Exercise instructions — Locate the word "variables" in the data below, then copy every line that holds it.

#####

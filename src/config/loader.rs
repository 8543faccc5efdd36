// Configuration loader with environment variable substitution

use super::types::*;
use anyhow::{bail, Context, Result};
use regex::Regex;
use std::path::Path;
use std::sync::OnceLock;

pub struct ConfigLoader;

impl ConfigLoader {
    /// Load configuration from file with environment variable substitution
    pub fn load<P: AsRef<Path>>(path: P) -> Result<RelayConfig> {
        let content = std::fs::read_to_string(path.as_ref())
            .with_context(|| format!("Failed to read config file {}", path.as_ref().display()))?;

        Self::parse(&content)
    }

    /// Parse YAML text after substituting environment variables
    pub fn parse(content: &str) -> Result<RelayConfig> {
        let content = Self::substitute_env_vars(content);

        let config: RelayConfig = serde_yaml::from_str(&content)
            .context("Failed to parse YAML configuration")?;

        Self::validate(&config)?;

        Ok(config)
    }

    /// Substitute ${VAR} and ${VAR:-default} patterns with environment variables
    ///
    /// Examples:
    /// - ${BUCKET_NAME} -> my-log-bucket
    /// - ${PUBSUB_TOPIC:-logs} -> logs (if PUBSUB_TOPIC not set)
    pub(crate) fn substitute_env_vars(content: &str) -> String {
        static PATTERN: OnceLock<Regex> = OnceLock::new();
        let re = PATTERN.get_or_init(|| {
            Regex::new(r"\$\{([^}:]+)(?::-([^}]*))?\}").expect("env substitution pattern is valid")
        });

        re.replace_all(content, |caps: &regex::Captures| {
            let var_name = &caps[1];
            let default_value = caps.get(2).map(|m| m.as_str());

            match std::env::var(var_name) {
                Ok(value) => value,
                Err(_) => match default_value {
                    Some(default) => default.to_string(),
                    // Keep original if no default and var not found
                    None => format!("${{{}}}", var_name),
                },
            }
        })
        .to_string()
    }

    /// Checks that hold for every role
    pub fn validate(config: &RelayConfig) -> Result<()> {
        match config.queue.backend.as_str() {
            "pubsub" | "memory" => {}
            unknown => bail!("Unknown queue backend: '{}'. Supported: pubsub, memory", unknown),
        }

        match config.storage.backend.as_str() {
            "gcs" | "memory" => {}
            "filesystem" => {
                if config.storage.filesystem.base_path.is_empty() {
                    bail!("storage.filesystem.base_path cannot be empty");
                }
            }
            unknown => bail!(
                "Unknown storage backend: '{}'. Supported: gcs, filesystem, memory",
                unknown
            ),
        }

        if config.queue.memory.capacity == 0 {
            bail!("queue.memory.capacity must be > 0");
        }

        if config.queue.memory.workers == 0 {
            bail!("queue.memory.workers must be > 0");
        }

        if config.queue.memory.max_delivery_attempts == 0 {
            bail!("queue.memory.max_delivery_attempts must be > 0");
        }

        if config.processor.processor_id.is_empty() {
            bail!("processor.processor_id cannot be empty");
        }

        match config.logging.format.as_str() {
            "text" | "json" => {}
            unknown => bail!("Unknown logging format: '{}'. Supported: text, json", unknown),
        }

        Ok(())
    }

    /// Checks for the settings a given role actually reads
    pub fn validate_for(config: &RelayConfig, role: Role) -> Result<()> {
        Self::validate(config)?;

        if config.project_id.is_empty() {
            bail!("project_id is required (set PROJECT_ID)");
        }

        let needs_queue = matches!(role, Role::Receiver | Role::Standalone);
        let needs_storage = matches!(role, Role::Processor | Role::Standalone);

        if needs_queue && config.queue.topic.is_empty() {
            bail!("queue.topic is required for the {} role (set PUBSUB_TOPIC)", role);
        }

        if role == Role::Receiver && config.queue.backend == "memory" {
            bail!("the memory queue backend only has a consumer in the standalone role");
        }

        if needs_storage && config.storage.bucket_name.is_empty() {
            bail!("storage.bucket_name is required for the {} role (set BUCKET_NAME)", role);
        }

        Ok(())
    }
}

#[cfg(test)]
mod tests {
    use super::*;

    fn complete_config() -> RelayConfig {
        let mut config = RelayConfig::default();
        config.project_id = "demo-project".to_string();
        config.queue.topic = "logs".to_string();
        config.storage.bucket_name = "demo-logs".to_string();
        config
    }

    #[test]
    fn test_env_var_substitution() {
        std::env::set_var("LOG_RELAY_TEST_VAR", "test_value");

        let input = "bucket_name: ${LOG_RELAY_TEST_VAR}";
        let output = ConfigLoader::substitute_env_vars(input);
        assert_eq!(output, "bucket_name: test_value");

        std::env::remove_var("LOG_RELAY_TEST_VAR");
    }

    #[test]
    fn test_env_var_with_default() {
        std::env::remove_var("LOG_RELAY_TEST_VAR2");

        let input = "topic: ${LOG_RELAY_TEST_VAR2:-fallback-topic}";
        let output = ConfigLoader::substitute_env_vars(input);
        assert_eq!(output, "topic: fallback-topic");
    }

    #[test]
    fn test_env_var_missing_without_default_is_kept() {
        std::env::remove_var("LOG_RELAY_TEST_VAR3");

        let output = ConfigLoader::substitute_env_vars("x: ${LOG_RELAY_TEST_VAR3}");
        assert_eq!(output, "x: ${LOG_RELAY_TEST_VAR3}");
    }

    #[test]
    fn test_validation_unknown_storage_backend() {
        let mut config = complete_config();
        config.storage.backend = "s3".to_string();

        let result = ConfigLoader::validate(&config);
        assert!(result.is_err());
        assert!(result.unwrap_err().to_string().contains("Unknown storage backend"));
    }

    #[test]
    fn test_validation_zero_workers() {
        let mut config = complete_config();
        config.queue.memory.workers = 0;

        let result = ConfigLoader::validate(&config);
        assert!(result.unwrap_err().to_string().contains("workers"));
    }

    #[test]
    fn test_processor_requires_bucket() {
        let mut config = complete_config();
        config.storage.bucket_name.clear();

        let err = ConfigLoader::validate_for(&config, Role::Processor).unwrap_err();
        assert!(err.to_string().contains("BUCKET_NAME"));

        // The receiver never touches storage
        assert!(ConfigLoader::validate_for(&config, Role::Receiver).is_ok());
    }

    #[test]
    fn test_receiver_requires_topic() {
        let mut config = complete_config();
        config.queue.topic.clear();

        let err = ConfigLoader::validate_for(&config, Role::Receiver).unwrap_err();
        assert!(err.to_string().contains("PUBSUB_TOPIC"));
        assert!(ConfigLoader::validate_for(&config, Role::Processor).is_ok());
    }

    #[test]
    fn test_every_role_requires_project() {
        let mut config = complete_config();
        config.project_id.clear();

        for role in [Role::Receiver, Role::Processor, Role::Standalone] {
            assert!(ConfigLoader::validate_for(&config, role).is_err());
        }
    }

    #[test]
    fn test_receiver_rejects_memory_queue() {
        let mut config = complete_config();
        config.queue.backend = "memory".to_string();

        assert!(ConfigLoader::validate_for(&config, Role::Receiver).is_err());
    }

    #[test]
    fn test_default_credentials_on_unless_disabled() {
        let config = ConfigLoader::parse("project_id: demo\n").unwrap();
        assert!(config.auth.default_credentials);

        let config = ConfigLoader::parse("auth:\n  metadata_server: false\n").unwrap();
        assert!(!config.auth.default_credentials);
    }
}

#####

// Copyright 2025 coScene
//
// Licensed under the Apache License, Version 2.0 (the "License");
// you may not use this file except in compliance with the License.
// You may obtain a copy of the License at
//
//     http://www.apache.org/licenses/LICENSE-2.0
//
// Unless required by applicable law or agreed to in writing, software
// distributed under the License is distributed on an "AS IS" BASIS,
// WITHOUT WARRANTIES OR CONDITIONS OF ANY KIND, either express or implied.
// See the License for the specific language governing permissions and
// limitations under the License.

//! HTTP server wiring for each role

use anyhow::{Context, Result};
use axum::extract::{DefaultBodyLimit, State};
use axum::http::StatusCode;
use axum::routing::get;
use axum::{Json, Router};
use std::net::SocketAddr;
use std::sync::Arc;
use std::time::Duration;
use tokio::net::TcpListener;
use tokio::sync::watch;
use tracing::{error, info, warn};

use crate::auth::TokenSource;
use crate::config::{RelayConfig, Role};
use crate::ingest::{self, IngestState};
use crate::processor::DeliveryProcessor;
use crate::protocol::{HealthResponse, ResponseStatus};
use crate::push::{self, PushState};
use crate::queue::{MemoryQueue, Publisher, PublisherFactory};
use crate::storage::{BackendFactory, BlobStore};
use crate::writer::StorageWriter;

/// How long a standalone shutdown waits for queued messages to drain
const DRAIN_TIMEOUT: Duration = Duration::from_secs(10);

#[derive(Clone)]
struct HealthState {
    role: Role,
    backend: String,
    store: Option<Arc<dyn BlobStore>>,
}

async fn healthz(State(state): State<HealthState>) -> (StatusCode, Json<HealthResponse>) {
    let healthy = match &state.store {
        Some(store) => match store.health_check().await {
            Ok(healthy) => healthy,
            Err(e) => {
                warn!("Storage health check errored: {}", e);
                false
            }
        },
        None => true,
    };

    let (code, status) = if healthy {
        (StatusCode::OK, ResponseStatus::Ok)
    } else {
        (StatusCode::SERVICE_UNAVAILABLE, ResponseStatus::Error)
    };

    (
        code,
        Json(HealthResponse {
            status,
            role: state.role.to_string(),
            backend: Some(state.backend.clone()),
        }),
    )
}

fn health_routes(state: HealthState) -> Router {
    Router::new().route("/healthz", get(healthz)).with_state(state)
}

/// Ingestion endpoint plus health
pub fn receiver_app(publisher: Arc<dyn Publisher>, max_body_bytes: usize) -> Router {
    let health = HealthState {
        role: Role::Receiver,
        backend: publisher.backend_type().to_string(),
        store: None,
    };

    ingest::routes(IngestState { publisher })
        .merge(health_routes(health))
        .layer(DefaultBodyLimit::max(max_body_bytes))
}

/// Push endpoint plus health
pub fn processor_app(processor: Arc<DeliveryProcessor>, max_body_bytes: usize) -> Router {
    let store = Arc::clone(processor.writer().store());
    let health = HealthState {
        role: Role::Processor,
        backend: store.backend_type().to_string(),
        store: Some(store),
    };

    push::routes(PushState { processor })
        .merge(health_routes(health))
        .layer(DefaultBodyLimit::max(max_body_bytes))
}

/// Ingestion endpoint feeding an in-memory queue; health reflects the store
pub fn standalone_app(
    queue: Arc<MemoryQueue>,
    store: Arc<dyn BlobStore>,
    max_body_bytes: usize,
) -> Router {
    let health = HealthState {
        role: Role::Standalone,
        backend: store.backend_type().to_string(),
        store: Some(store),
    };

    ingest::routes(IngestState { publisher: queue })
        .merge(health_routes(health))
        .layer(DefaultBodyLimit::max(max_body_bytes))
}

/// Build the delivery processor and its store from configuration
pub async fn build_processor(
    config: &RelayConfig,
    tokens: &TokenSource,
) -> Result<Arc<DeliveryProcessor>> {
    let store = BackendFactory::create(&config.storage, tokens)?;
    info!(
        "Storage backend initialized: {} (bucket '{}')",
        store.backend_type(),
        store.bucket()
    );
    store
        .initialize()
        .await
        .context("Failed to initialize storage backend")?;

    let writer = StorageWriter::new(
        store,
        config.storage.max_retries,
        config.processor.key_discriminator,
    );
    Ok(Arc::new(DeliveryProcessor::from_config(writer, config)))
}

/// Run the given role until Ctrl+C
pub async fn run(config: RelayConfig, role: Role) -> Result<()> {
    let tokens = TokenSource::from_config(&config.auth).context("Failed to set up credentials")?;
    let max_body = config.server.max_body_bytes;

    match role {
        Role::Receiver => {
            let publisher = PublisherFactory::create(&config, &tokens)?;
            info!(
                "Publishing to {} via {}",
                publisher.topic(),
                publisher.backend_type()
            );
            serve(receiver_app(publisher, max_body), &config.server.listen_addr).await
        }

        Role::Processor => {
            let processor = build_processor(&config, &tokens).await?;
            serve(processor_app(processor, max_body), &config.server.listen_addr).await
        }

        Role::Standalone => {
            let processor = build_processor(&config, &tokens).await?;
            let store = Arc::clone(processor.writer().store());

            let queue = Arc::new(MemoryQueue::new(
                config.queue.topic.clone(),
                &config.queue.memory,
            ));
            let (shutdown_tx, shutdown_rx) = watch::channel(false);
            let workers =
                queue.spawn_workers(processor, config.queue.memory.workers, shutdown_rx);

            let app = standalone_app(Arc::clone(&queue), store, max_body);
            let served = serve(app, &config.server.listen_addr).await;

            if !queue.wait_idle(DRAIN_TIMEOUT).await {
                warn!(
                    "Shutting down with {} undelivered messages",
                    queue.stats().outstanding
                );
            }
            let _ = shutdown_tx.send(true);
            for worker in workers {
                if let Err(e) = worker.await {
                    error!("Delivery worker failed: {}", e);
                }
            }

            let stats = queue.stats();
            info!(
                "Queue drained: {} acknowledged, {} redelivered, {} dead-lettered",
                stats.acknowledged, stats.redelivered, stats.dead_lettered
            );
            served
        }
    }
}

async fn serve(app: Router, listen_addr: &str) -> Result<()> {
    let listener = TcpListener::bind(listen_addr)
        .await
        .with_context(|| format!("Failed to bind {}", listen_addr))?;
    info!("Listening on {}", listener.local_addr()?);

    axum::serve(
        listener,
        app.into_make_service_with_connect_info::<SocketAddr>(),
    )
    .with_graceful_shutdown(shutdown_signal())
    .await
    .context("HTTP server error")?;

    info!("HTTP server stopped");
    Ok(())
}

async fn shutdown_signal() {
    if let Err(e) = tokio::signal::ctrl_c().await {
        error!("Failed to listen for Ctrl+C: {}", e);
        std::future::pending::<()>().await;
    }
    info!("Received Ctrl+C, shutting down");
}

#####

Result below —
    /// Parse YAML text after substituting environment variables
    /// Substitute ${VAR} and ${VAR:-default} patterns with environment variables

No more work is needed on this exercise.